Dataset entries
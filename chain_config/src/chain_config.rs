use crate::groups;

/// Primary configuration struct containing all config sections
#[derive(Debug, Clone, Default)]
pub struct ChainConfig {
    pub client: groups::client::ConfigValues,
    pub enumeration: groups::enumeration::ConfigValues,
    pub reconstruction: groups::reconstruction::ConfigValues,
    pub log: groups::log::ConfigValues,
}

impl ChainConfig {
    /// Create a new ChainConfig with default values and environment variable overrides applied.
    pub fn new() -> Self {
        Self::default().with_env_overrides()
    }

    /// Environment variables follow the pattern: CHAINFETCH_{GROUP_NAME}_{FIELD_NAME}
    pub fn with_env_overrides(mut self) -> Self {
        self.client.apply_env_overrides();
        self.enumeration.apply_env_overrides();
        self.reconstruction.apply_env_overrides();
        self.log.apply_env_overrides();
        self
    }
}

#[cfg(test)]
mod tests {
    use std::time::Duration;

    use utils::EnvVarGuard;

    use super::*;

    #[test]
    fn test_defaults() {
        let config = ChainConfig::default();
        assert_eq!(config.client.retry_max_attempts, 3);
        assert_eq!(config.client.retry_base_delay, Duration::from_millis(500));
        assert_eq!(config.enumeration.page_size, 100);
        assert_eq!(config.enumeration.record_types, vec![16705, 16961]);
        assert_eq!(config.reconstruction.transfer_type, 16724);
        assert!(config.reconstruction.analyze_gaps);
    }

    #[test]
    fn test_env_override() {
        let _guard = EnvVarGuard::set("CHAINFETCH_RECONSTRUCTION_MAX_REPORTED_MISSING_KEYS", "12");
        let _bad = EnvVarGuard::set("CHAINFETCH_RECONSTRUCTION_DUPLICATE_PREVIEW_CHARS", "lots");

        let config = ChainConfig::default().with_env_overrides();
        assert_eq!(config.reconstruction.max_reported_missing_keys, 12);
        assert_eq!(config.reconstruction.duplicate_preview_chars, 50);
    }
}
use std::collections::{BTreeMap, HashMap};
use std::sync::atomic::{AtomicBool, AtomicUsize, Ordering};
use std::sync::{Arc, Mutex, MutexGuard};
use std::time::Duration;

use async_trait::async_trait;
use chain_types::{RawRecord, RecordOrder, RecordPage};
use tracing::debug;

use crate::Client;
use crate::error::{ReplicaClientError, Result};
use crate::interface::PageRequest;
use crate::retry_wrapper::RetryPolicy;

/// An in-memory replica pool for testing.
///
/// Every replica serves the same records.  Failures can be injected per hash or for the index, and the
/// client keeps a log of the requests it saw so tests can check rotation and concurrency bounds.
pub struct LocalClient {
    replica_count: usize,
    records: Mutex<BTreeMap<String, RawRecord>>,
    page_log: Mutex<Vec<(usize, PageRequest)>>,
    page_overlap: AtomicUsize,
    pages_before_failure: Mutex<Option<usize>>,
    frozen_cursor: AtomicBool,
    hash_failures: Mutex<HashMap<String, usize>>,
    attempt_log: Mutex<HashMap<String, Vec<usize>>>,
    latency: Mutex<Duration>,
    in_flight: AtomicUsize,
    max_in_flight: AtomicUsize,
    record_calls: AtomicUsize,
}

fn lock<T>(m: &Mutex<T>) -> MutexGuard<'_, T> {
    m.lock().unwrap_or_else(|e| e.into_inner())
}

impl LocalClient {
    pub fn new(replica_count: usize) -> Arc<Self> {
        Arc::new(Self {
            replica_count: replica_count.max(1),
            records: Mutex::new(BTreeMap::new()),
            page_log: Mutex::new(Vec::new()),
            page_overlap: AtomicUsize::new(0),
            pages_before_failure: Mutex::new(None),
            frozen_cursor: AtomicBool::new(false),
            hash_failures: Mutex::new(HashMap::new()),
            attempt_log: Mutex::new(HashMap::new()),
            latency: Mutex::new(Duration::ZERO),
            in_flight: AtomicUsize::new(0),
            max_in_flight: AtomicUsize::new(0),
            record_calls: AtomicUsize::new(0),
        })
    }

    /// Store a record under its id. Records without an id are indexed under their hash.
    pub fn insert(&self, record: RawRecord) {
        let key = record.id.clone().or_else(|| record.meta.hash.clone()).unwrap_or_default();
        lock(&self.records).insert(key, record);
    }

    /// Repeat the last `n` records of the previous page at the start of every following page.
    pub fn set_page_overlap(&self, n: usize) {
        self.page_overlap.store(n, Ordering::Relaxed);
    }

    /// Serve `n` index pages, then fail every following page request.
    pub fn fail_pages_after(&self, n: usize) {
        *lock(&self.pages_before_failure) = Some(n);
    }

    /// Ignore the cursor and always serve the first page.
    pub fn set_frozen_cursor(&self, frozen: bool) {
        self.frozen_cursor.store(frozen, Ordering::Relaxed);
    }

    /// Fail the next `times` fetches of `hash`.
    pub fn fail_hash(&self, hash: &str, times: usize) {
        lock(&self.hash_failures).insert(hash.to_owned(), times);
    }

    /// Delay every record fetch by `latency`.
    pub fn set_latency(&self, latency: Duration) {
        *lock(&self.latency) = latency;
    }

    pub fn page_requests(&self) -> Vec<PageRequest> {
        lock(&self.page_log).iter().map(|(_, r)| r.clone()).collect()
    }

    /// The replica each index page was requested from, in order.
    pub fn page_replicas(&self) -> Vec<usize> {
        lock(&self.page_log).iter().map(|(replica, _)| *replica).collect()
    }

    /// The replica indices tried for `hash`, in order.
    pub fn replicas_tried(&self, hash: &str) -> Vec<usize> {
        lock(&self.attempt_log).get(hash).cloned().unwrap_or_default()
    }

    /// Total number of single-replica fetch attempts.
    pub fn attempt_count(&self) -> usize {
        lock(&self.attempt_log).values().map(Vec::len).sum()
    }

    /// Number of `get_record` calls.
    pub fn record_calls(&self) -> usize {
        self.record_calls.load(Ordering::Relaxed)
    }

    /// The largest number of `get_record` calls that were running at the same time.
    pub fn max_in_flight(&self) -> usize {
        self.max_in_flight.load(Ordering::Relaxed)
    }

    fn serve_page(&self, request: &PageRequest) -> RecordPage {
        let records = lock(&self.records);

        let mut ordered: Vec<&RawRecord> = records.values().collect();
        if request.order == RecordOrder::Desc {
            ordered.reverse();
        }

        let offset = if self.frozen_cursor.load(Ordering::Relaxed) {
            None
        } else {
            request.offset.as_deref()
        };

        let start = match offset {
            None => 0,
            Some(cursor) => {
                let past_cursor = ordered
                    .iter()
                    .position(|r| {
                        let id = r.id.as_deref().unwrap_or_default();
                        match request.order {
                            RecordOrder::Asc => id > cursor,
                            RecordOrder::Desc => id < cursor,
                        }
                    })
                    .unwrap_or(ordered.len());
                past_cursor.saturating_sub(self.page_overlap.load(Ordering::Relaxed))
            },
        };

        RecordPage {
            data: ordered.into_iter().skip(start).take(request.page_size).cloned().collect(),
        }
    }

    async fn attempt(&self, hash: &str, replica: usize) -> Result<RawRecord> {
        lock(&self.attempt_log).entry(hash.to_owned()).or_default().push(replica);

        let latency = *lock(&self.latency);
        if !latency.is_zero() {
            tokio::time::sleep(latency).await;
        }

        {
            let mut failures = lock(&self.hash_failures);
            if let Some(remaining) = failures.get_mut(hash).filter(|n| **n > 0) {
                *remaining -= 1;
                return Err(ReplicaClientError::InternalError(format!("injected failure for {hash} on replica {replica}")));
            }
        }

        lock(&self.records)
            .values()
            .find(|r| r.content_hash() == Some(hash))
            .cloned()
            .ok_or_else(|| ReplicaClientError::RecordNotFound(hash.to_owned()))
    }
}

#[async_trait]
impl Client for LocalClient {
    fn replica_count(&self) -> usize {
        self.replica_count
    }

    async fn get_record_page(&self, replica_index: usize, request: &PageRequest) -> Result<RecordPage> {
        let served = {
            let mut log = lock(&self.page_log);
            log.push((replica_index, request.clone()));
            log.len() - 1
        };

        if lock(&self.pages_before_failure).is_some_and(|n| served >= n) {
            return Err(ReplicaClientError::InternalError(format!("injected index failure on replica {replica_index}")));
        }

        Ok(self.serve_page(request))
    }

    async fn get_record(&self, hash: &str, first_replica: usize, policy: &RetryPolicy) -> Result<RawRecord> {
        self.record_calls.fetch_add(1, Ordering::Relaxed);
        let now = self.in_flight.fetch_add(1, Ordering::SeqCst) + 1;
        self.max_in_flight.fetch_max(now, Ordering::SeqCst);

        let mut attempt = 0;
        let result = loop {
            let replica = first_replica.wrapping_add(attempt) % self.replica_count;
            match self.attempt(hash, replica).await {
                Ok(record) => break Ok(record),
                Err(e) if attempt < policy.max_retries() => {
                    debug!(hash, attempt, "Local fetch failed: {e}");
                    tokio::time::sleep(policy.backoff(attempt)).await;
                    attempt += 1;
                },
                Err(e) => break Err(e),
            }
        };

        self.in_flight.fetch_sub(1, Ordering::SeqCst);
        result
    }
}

• PROBLEM TO SOLVE: Using the entries above, return exactly the lines from the line with "under their hash." to the line with "Delay every record", counting both of those lines.

• WRITTEN ANSWER:
    /// Store a record under its id. Records without an id are indexed under their hash.
    pub fn insert(&self, record: RawRecord) {
        let key = record.id.clone().or_else(|| record.meta.hash.clone()).unwrap_or_default();
        lock(&self.records).insert(key, record);
    }

    /// Repeat the last `n` records of the previous page at the start of every following page.
    pub fn set_page_overlap(&self, n: usize) {
        self.page_overlap.store(n, Ordering::Relaxed);
    }

    /// Serve `n` index pages, then fail every following page request.
    pub fn fail_pages_after(&self, n: usize) {
        *lock(&self.pages_before_failure) = Some(n);
    }

    /// Ignore the cursor and always serve the first page.
    pub fn set_frozen_cursor(&self, frozen: bool) {
        self.frozen_cursor.store(frozen, Ordering::Relaxed);
    }

    /// Fail the next `times` fetches of `hash`.
    pub fn fail_hash(&self, hash: &str, times: usize) {
        lock(&self.hash_failures).insert(hash.to_owned(), times);
    }

    /// Delay every record fetch by `latency`.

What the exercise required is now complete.